As kids, we enjoyed fruits growing wildly on trees, beyond our backyard, such as, mangos, gooseberries, guavas, jackfruit, and plenty more I don’t know by English name. Soil and clay were not spared, either. Property ownership was to “The Commons”, not the now predominant individualized possession, which has overtaken communities, including in my origin.

To date, I am still a naturalist. Forget organic, the “post-modernist” newly found love for all things non-GMO! Funny enough, some “non-GMO” obsessive compulsives, denigrate wild foods as ‘unhealthy’ and ‘unsafe’ to eat. I call that ignorance!

Take for instance, an incident that happened last fall, while out on a group hike in our neighborhood big State Park. Along the hike in the woods, I stopped with Child Of Mine and his two cousins to pick and eat blueberries straight from the tree. One self-avowed “Mother Nature Keeper” expressed great shock that we were eating “unwashed wild fruits”! I thought to myself, what’s the worst that would happen? Guess what, we didn’t die!

Yet, she’s not alone with that form kind of ignorance. Several of my social relations have frown upon me picking apples, pears or peaches that grow freely on trees in my neighborhood. Undeterred, I still pick wild Dandelion, good for tea, salad, and a constipation remedy. I enjoy crops of wild mint for my tea and salad, blackberries and more in my backyard!

Ironically, I am often sternly cautioned that the fruits and shrubs might contain pesticides, by those whose “Organic” fruits comes from grocery stores, whose main source they have no clue about! Btw, one of the grocery store suppliers failed to give a straight up response, when I asked if and how the eggplant I bought from their store, could be “seedless” and still “organic”? I stopped buying their brand.

So, as I ate the “O-chestnuts” I bought from the grocery store, a thought crossed my mind that should ask Siri,”If, acorns are good for human consumption?” Voila!

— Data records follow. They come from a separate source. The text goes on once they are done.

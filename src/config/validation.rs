//! Configuration validation.
//!
//! # Responsibilities
//! - Semantic validation (serde handles syntactic)
//! - Check every route has exactly one target and absolute paths
//! - Check referential integrity (redirects point at declared paths)
//! - Detect redirect cycles and an unresolvable root
//!
//! # Design Decisions
//! - Returns all validation errors, not just first
//! - Validation is pure function: AppConfig → Result<(), Vec<ValidationError>>
//! - Runs before config is accepted into the system

use std::collections::{BTreeSet, HashSet};
use std::net::SocketAddr;

use thiserror::Error;

use crate::config::schema::AppConfig;
use crate::routing::{Route, RouteTable, RoutingError};

/// A single semantic problem in the configuration.
#[derive(Debug, Clone, PartialEq, Eq, Error)]
pub enum ValidationError {
    #[error("listener.bind_address '{0}' is not a socket address")]
    InvalidBindAddress(String),

    #[error("timeouts.request_secs must be greater than zero")]
    ZeroTimeout,

    #[error("router.base_path '{0}' must start with '/'")]
    RelativeBasePath(String),

    #[error("route path '{0}' must start with '/'")]
    RelativePath(String),

    #[error("route '{0}' must declare exactly one of `view` or `redirect`")]
    AmbiguousTarget(String),

    #[error("route '{path}' redirects to '{target}', which must start with '/'")]
    RelativeRedirect { path: String, target: String },

    #[error("duplicate route name '{0}'")]
    DuplicateName(String),

    #[error("duplicate route path '{0}'")]
    DuplicatePath(String),

    #[error("route '{path}' redirects to undeclared path '{target}'")]
    DanglingRedirect { path: String, target: String },

    #[error("redirect cycle: {}", .0.join(" -> "))]
    RedirectCycle(Vec<String>),

    #[error("'/' must resolve to a view")]
    UnresolvedRoot,
}

/// Validate a parsed configuration, collecting every problem found.
pub fn validate_config(config: &AppConfig) -> Result<(), Vec<ValidationError>> {
    let mut errors = Vec::new();

    if config.listener.bind_address.parse::<SocketAddr>().is_err() {
        errors.push(ValidationError::InvalidBindAddress(
            config.listener.bind_address.clone(),
        ));
    }
    if config.timeouts.request_secs == 0 {
        errors.push(ValidationError::ZeroTimeout);
    }
    let base = config.router.base_path.trim();
    if !base.is_empty() && !base.starts_with('/') {
        errors.push(ValidationError::RelativeBasePath(config.router.base_path.clone()));
    }

    let options = config.router.match_options();
    let mut names = HashSet::new();
    let mut paths = HashSet::new();
    let mut routes = Vec::new();
    let mut well_formed = true;

    for route in &config.routes {
        if !route.path.starts_with('/') {
            errors.push(ValidationError::RelativePath(route.path.clone()));
            well_formed = false;
        }
        if let Some(target) = &route.redirect {
            if !target.starts_with('/') {
                errors.push(ValidationError::RelativeRedirect {
                    path: route.path.clone(),
                    target: target.clone(),
                });
                well_formed = false;
            }
        }
        if !paths.insert(options.normalize(&route.path)) {
            errors.push(ValidationError::DuplicatePath(route.path.clone()));
            well_formed = false;
        }
        if let Some(name) = &route.name {
            if !names.insert(name.as_str()) {
                errors.push(ValidationError::DuplicateName(name.clone()));
                well_formed = false;
            }
        }
        match Route::try_from(route) {
            Ok(r) => routes.push(r),
            Err(_) => {
                errors.push(ValidationError::AmbiguousTarget(route.path.clone()));
                well_formed = false;
            }
        }
    }

    // Redirect checks need a table, which needs the per-route checks to pass.
    if well_formed {
        match RouteTable::new(routes, options) {
            Ok(table) => check_redirects(&table, &mut errors),
            Err(e) => tracing::debug!(error = %e, "Route table rejected after per-route checks"),
        }
    }

    if errors.is_empty() {
        Ok(())
    } else {
        Err(errors)
    }
}

fn check_redirects(table: &RouteTable, errors: &mut Vec<ValidationError>) {
    let mut cycles_seen: HashSet<BTreeSet<String>> = HashSet::new();

    for route in table.routes().filter(|r| r.is_redirect()) {
        match table.follow(route.path()) {
            Ok(_) => {}
            Err(RoutingError::NotFound { path }) => {
                errors.push(ValidationError::DanglingRedirect {
                    path: route.path().to_string(),
                    target: path,
                });
            }
            Err(RoutingError::CyclicRedirect { chain }) => {
                // Every route on a cycle reaches it; report each cycle once.
                let start = chain.last().cloned().unwrap_or_default();
                let cycle: Vec<String> = chain
                    .iter()
                    .skip_while(|p| **p != start)
                    .cloned()
                    .collect();
                if cycles_seen.insert(cycle.iter().cloned().collect()) {
                    errors.push(ValidationError::RedirectCycle(cycle));
                }
            }
            Err(_) => {}
        }
    }

    if table.follow("/").is_err() {
        errors.push(ValidationError::UnresolvedRoot);
    }
}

Sorry neighborhood squirrels, may the eating competition begin! Hello trees in our yard; here I come!  With empty bags and buckets, COM and I are gonna pick, crush, roast and grind acorns this weekend. For all kinds of recipes — paste, pie filling, soup, pudding, flour, or just roasted stone of acorn. And since we’ll be picking from the ground, I am hoping they’ll dried and good to go.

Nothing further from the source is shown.